Legislation commented on: Responsible Energy Development Act, SA 2012, c R-17.3; Freedom of Information and Protection of Privacy Act, RSA 2000, c F-25

Regulations commented on: Enforcement of Private Surface Agreement Rules, Alta 204/2013.

On November 30, 2013 additional sections of the Responsible Energy Development Act, SA 2012, c R-17.3 (REDA) came into force as part of phase 2 of the implementation of the Alberta Energy Regulator (AER). Under this current phase, the AER assumes jurisdiction over Part 8 of the Mines and Minerals Act, RSA 2000, c M-17, the Public Lands Act, RSA 2000, c P-40, and the Private Surface Agreement Registry. Phase 1 occurred in June 2013 when the REDA largely came into force and established the AER with a new mandate and governance structure. Phase 3, the last one, will occur in Spring 2014 when the AER will take on responsibility for the Water Act, RSA 2000, c W-3 and the Environmental Protection and Enhancement Act, RSA 2000, c E-12 in relation to energy projects. With the implementation of phase 3, the AER will become a full life-cycle regulator for oil, gas, oil sands, and coal developments.

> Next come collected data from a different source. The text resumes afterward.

//! Bounded query-result cache with LRU eviction and optional expiry.
//!
//! Recency is tracked with a monotonically increasing access counter; the
//! entry with the smallest counter is evicted when the cache is full.

use std::collections::HashMap;
use std::time::{Duration, Instant};

use tracing::debug;

#[derive(Debug, Clone)]
struct CacheEntry<V> {
    value: V,
    last_access: u64,
    inserted: Instant,
}

/// Cache statistics.
#[derive(Debug, Clone, Copy, Default, PartialEq, Eq)]
pub struct CacheStats {
    pub hits: u64,
    pub misses: u64,
    pub evictions: u64,
    pub expirations: u64,
    pub size: usize,
}

/// Keyed cache of cloned values. Not internally synchronised.
#[derive(Debug)]
pub struct QueryCache<V> {
    entries: HashMap<String, CacheEntry<V>>,
    capacity: usize,
    ttl: Option<Duration>,
    access_counter: u64,
    stats: CacheStats,
}

impl<V: Clone> QueryCache<V> {
    /// Create a cache holding at most `capacity` entries. A `ttl` of `None`
    /// (or zero) keeps entries until evicted.
    pub fn new(capacity: usize, ttl: Option<Duration>) -> Self {
        Self {
            entries: HashMap::with_capacity(capacity.min(1024)),
            capacity,
            ttl: ttl.filter(|d| !d.is_zero()),
            access_counter: 0,
            stats: CacheStats::default(),
        }
    }

    fn next_access(&mut self) -> u64 {
        self.access_counter += 1;
        self.access_counter
    }

    pub fn get(&mut self, key: &str) -> Option<V> {
        let expired = match (self.entries.get(key), self.ttl) {
            (Some(entry), Some(ttl)) => entry.inserted.elapsed() > ttl,
            _ => false,
        };
        if expired {
            self.entries.remove(key);
            self.stats.expirations += 1;
            self.stats.misses += 1;
            debug!(key, "Cache entry expired");
            return None;
        }

        let access = self.next_access();
        match self.entries.get_mut(key) {
            Some(entry) => {
                entry.last_access = access;
                self.stats.hits += 1;
                Some(entry.value.clone())
            }
            None => {
                self.stats.misses += 1;
                None
            }
        }
    }

    /// Insert or replace `key`. Evicts the least recently used entry when a
    /// new key would exceed capacity.
    pub fn put(&mut self, key: String, value: V) {
        if self.capacity == 0 {
            return;
        }
        if !self.entries.contains_key(&key) && self.entries.len() >= self.capacity {
            self.evict_lru();
        }
        let access = self.next_access();
        self.entries.insert(
            key,
            CacheEntry {
                value,
                last_access: access,
                inserted: Instant::now(),
            },
        );
    }

    fn evict_lru(&mut self) {
        let oldest = self
            .entries
            .iter()
            .min_by_key(|(_, e)| e.last_access)
            .map(|(k, _)| k.clone());
        if let Some(key) = oldest {
            self.entries.remove(&key);
            self.stats.evictions += 1;
            debug!(key = %key, "Evicted least recently used cache entry");
        }
    }

    pub fn clear(&mut self) {
        self.entries.clear();
    }

    pub fn len(&self) -> usize {
        self.entries.len()
    }

    pub fn is_empty(&self) -> bool {
        self.entries.is_empty()
    }

    pub fn capacity(&self) -> usize {
        self.capacity
    }

    pub fn stats(&self) -> CacheStats {
        CacheStats {
            size: self.entries.len(),
            ..self.stats
        }
    }
}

The AER posted two bulletins on its website (AER Bulletin 2013-04 and AER Bulletin 2013-05) describing the main changes and held several sessions to inform stakeholders of those changes. This post focuses on the information and discussion provided at the AER session dealing with the Private Surface Agreement Registry.

What is the Private Surface Agreement Registry?

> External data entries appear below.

//! Bounded pool of read-only SQLite connections.
//!
//! Connections are opened lazily up to `max_connections`. Callers that find
//! the pool saturated wait on a condition variable until a connection is
//! released or the acquire timeout elapses. The state lock is held only
//! while the idle queue and counters are updated, never while a
//! connection is opened or used.

use std::path::{Path, PathBuf};
use std::sync::{Arc, Condvar, Mutex, MutexGuard};
use std::time::{Duration, Instant};

use rusqlite::{Connection, OpenFlags};
use tracing::{debug, info};

use sift_core::config::PoolConfig;
use sift_core::error::{Result, SiftError};

const BUSY_TIMEOUT: Duration = Duration::from_millis(100);

/// Point-in-time pool counters.
#[derive(Debug, Clone, Copy, Default, PartialEq, Eq)]
pub struct PoolStats {
    pub open: usize,
    pub idle: usize,
    pub checked_out: usize,
    /// Highest `checked_out` observed since the pool was created.
    pub peak_checked_out: usize,
    pub max_connections: usize,
}

#[derive(Debug, Default)]
struct PoolState {
    idle: Vec<Connection>,
    open: usize,
    checked_out: usize,
    peak_checked_out: usize,
    closed: bool,
}

impl PoolState {
    fn check_out(&mut self) {
        self.checked_out += 1;
        self.peak_checked_out = self.peak_checked_out.max(self.checked_out);
    }
}

#[derive(Debug)]
struct PoolInner {
    path: PathBuf,
    max_connections: usize,
    acquire_timeout: Duration,
    state: Mutex<PoolState>,
    available: Condvar,
}

impl PoolInner {
    fn lock(&self) -> Result<MutexGuard<'_, PoolState>> {
        self.state
            .lock()
            .map_err(|e| SiftError::Storage(format!("Pool lock poisoned: {}", e)))
    }

    fn release(&self, conn: Connection, healthy: bool) {
        // Called from Drop, so a poisoned lock is recovered rather than reported.
        let mut state = self.state.lock().unwrap_or_else(|e| e.into_inner());
        state.checked_out = state.checked_out.saturating_sub(1);
        if state.closed || !healthy || state.idle.len() >= self.max_connections {
            state.open = state.open.saturating_sub(1);
            drop(state);
            if let Err((_, e)) = conn.close() {
                debug!(error = %e, "Error closing pooled connection");
            }
        } else {
            state.idle.push(conn);
            drop(state);
        }
        self.available.notify_one();
    }
}

/// Thread-safe pool handle. Cloning shares the same pool.
#[derive(Debug, Clone)]
pub struct ConnectionPool {
    inner: Arc<PoolInner>,
}

impl ConnectionPool {
    /// Create a pool over an existing database file.
    ///
    /// No connection is opened until the first [`acquire`](Self::acquire).
    pub fn open(path: &Path, config: &PoolConfig) -> Result<Self> {
        if !path.exists() {
            return Err(SiftError::Storage(format!(
                "Database not found at {}",
                path.display()
            )));
        }
        if config.max_connections == 0 {
            return Err(SiftError::Config("pool.max_connections must be > 0".into()));
        }

        info!(
            path = %path.display(),
            max_connections = config.max_connections,
            "Connection pool created"
        );

        Ok(Self {
            inner: Arc::new(PoolInner {
                path: path.to_path_buf(),
                max_connections: config.max_connections,
                acquire_timeout: Duration::from_millis(config.acquire_timeout_ms),
                state: Mutex::new(PoolState::default()),
                available: Condvar::new(),
            }),
        })
    }

    pub fn path(&self) -> &Path {
        &self.inner.path
    }

    pub fn max_connections(&self) -> usize {
        self.inner.max_connections
    }

    /// Take a connection, opening one if the pool is below capacity, or
    /// waiting up to the acquire timeout for one to be released.
    pub fn acquire(&self) -> Result<PooledConnection> {
        let inner = &self.inner;
        let deadline = Instant::now() + inner.acquire_timeout;
        let mut state = inner.lock()?;

        loop {
            if state.closed {
                return Err(SiftError::Storage("Connection pool is shut down".into()));
            }

            if let Some(conn) = state.idle.pop() {
                state.check_out();
                return Ok(PooledConnection::new(conn, Arc::clone(inner)));
            }

            if state.open < inner.max_connections {
                state.open += 1;
                state.check_out();
                drop(state);

                return match open_connection(&inner.path) {
                    Ok(conn) => {
                        debug!(path = %inner.path.display(), "Opened pooled connection");
                        Ok(PooledConnection::new(conn, Arc::clone(inner)))
                    }
                    Err(e) => {
                        let mut state = inner.lock()?;
                        state.open -= 1;
                        state.checked_out -= 1;
                        drop(state);
                        inner.available.notify_one();
                        Err(e)
                    }
                };
            }

            let now = Instant::now();
            if now >= deadline {
                return Err(SiftError::PoolExhausted {
                    timeout_ms: inner.acquire_timeout.as_millis() as u64,
                });
            }

            let (guard, _) = inner
                .available
                .wait_timeout(state, deadline - now)
                .map_err(|e| SiftError::Storage(format!("Pool lock poisoned: {}", e)))?;
            state = guard;
        }
    }

    pub fn stats(&self) -> PoolStats {
        let state = self.inner.state.lock().unwrap_or_else(|e| e.into_inner());
        PoolStats {
            open: state.open,
            idle: state.idle.len(),
            checked_out: state.checked_out,
            peak_checked_out: state.peak_checked_out,
            max_connections: self.inner.max_connections,
        }
    }

    /// Close idle connections and refuse further acquisitions. Connections
    /// still checked out are closed as they are released.
    pub fn shutdown(&self) {
        let idle = {
            let mut state = self.inner.state.lock().unwrap_or_else(|e| e.into_inner());
            state.closed = true;
            let idle: Vec<Connection> = state.idle.drain(..).collect();
            state.open = state.open.saturating_sub(idle.len());
            idle
        };
        let closed = idle.len();
        drop(idle);
        self.inner.available.notify_all();
        info!(closed, "Connection pool shut down");
    }
}

/// Open a read-only connection tuned for scans.
fn open_connection(path: &Path) -> Result<Connection> {
    let conn = Connection::open_with_flags(
        path,
        OpenFlags::SQLITE_OPEN_READ_ONLY | OpenFlags::SQLITE_OPEN_NO_MUTEX | OpenFlags::SQLITE_OPEN_URI,
    )
    .map_err(|e| SiftError::Storage(format!("Failed to open database: {}", e)))?;

    conn.execute_batch(
        "PRAGMA query_only = ON;
         PRAGMA cache_size = -16384;
         PRAGMA temp_store = MEMORY;
         PRAGMA mmap_size = 268435456;",
    )
    .map_err(|e| SiftError::Storage(format!("Failed to set pragmas: {}", e)))?;

    // Busy/locked is retried by the executor, so each attempt waits briefly.
    conn.busy_timeout(BUSY_TIMEOUT)
        .map_err(|e| SiftError::Storage(format!("Failed to set busy timeout: {}", e)))?;

    Ok(conn)
}

/// A checked-out connection. Returned to the pool (or closed) on drop.
pub struct PooledConnection {
    conn: Option<Connection>,
    pool: Arc<PoolInner>,
    healthy: bool,
}

impl PooledConnection {
    fn new(conn: Connection, pool: Arc<PoolInner>) -> Self {
        Self {
            conn: Some(conn),
            pool,
            healthy: true,
        }
    }

    /// Close this connection on release instead of returning it to the pool.
    pub fn mark_broken(&mut self) {
        self.healthy = false;
    }
}

impl std::ops::Deref for PooledConnection {
    type Target = Connection;

    fn deref(&self) -> &Connection {
        self.conn
            .as_ref()
            .expect("pooled connection is present until drop")
    }
}

impl Drop for PooledConnection {
    fn drop(&mut self) {
        if let Some(conn) = self.conn.take() {
            self.pool.release(conn, self.healthy);
        }
    }
}

impl std::fmt::Debug for PooledConnection {
    fn fmt(&self, f: &mut std::fmt::Formatter<'_>) -> std::fmt::Result {
        f.debug_struct("PooledConnection")
            .field("healthy", &self.healthy)
            .finish()
    }
}

#[cfg(test)]
mod tests {
    use super::*;
    use tempfile::TempDir;

    fn make_db(dir: &TempDir) -> PathBuf {
        let path = dir.path().join("pool.db");
        let conn = Connection::open(&path).unwrap();
        conn.execute_batch(
            "CREATE TABLE t (id INTEGER PRIMARY KEY, v TEXT);
             INSERT INTO t (v) VALUES ('a'), ('b');",
        )
        .unwrap();
        path
    }

    fn config(max: usize, timeout_ms: u64) -> PoolConfig {
        PoolConfig {
            max_connections: max,
            acquire_timeout_ms: timeout_ms,
            ..PoolConfig::default()
        }
    }

    #[test]
    fn test_missing_database() {
        let err = ConnectionPool::open(Path::new("/nonexistent/x.db"), &config(2, 100)).unwrap_err();
        assert!(matches!(err, SiftError::Storage(_)));
    }

    #[test]
    fn test_lazy_open_and_reuse() {
        let dir = TempDir::new().unwrap();
        let pool = ConnectionPool::open(&make_db(&dir), &config(2, 100)).unwrap();
        assert_eq!(pool.stats().open, 0);

        {
            let conn = pool.acquire().unwrap();
            let n: i64 = conn.query_row("SELECT COUNT(*) FROM t", [], |r| r.get(0)).unwrap();
            assert_eq!(n, 2);
            assert_eq!(pool.stats().checked_out, 1);
        }

        let stats = pool.stats();
        assert_eq!(stats.open, 1);
        assert_eq!(stats.idle, 1);
        assert_eq!(stats.checked_out, 0);

        let _again = pool.acquire().unwrap();
        assert_eq!(pool.stats().open, 1);
    }

    #[test]
    fn test_connections_are_read_only() {
        let dir = TempDir::new().unwrap();
        let pool = ConnectionPool::open(&make_db(&dir), &config(1, 100)).unwrap();
        let conn = pool.acquire().unwrap();
        assert!(conn.execute("INSERT INTO t (v) VALUES ('c')", []).is_err());
    }

    #[test]
    fn test_exhaustion_times_out() {
        let dir = TempDir::new().unwrap();
        let pool = ConnectionPool::open(&make_db(&dir), &config(1, 50)).unwrap();
        let _held = pool.acquire().unwrap();

        let start = Instant::now();
        let err = pool.acquire().unwrap_err();
        assert!(matches!(err, SiftError::PoolExhausted { timeout_ms: 50 }));
        assert!(start.elapsed() >= Duration::from_millis(50));
    }

    #[test]
    fn test_waiter_gets_released_connection() {
        let dir = TempDir::new().unwrap();
        let pool = ConnectionPool::open(&make_db(&dir), &config(1, 2_000)).unwrap();
        let held = pool.acquire().unwrap();

        let waiter = {
            let pool = pool.clone();
            std::thread::spawn(move || pool.acquire().map(|_| ()))
        };
        std::thread::sleep(Duration::from_millis(30));
        drop(held);

        assert!(waiter.join().unwrap().is_ok());
    }

    #[test]
    fn test_never_exceeds_max_connections() {
        let dir = TempDir::new().unwrap();
        let pool = ConnectionPool::open(&make_db(&dir), &config(3, 5_000)).unwrap();

        let handles: Vec<_> = (0..16)
            .map(|_| {
                let pool = pool.clone();
                std::thread::spawn(move || {
                    let conn = pool.acquire().unwrap();
                    let stats = pool.stats();
                    assert!(stats.checked_out <= 3);
                    assert!(stats.open <= 3);
                    let _: i64 = conn.query_row("SELECT COUNT(*) FROM t", [], |r| r.get(0)).unwrap();
                    std::thread::sleep(Duration::from_millis(10));
                })
            })
            .collect();
        for h in handles {
            h.join().unwrap();
        }

        let stats = pool.stats();
        assert!(stats.peak_checked_out <= 3);
        assert!(stats.peak_checked_out >= 1);
        assert_eq!(stats.checked_out, 0);
        assert!(stats.open <= 3);
    }

    #[test]
    fn test_broken_connection_is_closed() {
        let dir = TempDir::new().unwrap();
        let pool = ConnectionPool::open(&make_db(&dir), &config(2, 100)).unwrap();
        {
            let mut conn = pool.acquire().unwrap();
            conn.mark_broken();
        }
        let stats = pool.stats();
        assert_eq!(stats.open, 0);
        assert_eq!(stats.idle, 0);
    }

    #[test]
    fn test_shutdown_refuses_acquire() {
        let dir = TempDir::new().unwrap();
        let pool = ConnectionPool::open(&make_db(&dir), &config(2, 100)).unwrap();
        drop(pool.acquire().unwrap());
        assert_eq!(pool.stats().idle, 1);

        pool.shutdown();
        assert_eq!(pool.stats().open, 0);
        assert!(pool.acquire().is_err());
    }

    #[test]
    fn test_release_after_shutdown_closes() {
        let dir = TempDir::new().unwrap();
        let pool = ConnectionPool::open(&make_db(&dir), &config(2, 100)).unwrap();
        let held = pool.acquire().unwrap();
        pool.shutdown();
        drop(held);
        let stats = pool.stats();
        assert_eq!(stats.open, 0);
        assert_eq!(stats.idle, 0);
    }
}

Part 3 of the REDA and the recent regulations enacted under it (Enforcement of Private Surface Agreement Rules, Alta 204/2013) (Rules), allow a landowner or an occupant of land to register a private surface agreement (PSA) with the AER. Once a PSA is registered, a landowner or occupant may request the intervention of the AER if a company does not comply with a term or condition of the agreement.

The onus to register a PSA is on the landowner or occupant. The landowner or occupant is also responsible for notifying the AER that the agreement is no longer valid or has been amended. To register a PSA, the landowner or occupier must fill out a registration form (available on the website of the AER, here) and send it with a copy of the PSA to the AER. Once the AER receives the documents, it will review them and assess whether the PSA is eligible to be registered. If the AER makes a positive determination, a copy of the registered PSA will be sent to the company.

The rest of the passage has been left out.